Which lines in the records below contain the word "default"? Copy each of them.

Data:
=== Begin Enclosure ===

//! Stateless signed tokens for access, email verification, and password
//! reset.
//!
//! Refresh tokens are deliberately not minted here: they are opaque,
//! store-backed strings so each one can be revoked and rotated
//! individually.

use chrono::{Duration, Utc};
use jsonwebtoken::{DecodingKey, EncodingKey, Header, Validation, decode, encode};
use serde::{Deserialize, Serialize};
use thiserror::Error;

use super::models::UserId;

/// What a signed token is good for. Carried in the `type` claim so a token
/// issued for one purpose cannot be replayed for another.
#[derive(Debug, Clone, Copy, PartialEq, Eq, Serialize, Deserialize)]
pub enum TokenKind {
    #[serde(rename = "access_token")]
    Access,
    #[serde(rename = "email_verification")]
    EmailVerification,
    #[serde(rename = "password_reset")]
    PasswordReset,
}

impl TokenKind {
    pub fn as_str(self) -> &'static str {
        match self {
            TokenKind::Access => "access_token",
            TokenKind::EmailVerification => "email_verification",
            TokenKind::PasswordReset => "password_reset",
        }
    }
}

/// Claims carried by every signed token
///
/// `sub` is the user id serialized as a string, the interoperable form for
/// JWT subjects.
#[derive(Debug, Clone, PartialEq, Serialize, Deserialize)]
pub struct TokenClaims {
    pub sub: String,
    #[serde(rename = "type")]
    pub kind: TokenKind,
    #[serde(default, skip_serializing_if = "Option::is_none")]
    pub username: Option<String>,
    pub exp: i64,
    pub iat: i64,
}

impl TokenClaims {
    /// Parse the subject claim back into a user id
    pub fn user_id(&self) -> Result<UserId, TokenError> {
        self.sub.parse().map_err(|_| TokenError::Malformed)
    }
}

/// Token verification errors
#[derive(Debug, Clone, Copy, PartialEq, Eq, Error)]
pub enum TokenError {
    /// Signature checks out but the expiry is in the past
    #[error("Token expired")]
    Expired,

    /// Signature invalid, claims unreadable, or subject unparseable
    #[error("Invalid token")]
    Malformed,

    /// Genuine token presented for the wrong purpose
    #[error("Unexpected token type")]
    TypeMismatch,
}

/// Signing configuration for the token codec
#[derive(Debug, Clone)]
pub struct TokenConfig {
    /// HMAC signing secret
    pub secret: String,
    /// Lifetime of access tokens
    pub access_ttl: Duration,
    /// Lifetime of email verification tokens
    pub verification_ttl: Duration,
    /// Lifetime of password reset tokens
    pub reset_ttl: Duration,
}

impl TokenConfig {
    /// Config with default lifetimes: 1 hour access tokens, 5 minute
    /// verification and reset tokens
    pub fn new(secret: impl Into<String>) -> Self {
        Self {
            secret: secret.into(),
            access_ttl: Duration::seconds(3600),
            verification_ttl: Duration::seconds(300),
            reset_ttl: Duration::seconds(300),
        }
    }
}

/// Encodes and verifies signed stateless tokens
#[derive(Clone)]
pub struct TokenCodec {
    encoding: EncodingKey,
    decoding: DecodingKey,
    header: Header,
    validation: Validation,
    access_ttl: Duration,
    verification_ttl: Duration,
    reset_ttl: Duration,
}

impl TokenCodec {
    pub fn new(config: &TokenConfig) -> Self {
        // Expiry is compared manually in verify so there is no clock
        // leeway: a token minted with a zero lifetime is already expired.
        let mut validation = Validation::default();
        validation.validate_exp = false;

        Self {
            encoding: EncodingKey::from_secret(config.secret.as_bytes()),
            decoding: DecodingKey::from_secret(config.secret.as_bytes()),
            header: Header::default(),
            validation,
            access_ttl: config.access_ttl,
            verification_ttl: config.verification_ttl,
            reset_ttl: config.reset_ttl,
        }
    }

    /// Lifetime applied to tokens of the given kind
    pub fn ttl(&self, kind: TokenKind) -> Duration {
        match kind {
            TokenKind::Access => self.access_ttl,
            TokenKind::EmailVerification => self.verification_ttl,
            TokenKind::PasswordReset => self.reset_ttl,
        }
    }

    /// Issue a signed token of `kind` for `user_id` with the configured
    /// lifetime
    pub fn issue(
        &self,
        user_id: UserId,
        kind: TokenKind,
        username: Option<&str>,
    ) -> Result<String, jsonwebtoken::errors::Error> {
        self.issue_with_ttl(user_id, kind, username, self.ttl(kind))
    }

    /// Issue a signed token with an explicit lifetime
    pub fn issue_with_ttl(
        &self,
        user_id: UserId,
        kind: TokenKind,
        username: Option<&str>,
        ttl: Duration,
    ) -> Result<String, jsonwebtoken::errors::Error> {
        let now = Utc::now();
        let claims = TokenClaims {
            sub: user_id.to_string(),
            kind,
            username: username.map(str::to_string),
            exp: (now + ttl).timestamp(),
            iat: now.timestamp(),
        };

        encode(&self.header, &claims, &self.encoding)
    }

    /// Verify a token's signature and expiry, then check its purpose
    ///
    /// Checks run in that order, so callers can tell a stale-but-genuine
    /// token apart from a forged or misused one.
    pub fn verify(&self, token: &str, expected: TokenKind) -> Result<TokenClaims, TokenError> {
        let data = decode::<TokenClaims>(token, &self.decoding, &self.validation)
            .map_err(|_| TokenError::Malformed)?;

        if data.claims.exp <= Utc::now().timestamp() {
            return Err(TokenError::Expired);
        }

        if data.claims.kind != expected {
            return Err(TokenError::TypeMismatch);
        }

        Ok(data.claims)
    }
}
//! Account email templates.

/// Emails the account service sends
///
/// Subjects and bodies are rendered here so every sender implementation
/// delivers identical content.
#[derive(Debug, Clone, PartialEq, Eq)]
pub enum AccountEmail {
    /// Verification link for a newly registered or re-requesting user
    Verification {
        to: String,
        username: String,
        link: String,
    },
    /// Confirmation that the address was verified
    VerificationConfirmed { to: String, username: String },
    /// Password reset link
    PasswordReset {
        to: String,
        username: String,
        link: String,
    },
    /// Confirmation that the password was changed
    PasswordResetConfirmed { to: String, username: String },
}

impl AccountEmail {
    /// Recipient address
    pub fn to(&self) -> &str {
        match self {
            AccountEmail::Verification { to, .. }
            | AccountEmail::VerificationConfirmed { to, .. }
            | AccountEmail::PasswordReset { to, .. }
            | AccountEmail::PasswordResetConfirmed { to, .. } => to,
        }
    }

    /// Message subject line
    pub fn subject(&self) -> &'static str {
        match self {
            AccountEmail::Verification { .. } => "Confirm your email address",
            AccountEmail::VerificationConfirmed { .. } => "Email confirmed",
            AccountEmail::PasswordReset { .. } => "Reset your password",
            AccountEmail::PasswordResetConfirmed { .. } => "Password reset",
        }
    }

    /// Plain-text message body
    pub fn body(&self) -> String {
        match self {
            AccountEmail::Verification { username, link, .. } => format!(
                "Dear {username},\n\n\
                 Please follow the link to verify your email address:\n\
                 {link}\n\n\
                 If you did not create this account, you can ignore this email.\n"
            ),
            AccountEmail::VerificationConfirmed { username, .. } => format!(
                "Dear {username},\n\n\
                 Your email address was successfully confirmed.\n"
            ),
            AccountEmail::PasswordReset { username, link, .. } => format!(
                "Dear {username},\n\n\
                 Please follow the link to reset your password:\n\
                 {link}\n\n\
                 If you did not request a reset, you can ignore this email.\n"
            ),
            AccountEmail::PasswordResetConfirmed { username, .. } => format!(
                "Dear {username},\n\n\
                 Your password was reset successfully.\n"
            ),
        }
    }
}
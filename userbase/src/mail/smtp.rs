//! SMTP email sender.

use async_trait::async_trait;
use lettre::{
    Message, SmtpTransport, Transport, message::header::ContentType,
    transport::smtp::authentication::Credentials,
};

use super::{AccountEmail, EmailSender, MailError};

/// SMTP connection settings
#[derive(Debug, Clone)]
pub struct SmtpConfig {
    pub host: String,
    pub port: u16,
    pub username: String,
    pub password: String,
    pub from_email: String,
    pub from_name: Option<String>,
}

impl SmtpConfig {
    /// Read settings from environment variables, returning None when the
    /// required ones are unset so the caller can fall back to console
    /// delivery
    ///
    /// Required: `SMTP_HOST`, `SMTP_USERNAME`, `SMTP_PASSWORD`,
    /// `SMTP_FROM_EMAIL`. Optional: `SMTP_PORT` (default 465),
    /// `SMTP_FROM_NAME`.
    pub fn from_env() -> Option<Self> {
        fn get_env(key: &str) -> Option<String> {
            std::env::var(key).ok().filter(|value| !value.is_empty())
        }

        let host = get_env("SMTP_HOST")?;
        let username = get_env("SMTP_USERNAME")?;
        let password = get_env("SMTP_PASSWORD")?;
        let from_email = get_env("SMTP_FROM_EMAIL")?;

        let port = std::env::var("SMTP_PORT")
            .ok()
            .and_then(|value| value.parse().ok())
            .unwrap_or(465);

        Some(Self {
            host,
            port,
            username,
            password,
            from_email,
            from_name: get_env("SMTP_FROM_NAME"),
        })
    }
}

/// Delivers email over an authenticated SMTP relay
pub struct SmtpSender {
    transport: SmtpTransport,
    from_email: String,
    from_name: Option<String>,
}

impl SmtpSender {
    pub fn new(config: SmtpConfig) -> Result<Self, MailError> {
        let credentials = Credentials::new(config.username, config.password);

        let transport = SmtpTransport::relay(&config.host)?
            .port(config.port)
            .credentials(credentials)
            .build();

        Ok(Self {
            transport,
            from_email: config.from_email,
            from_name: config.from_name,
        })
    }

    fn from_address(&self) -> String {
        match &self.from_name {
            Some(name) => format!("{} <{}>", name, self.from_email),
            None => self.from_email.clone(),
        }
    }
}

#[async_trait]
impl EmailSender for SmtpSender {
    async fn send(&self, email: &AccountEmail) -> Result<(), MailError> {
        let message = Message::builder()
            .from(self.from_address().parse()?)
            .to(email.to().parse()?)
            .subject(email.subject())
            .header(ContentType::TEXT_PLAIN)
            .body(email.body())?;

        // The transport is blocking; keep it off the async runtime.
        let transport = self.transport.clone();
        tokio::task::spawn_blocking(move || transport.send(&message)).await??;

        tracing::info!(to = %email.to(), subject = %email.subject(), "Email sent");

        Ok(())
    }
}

=== End Enclosure ===

Result below:
    #[serde(default, skip_serializing_if = "Option::is_none")]
    /// Config with default lifetimes: 1 hour access tokens, 5 minute
        let mut validation = Validation::default();
            header: Header::default(),
    /// `SMTP_FROM_EMAIL`. Optional: `SMTP_PORT` (default 465),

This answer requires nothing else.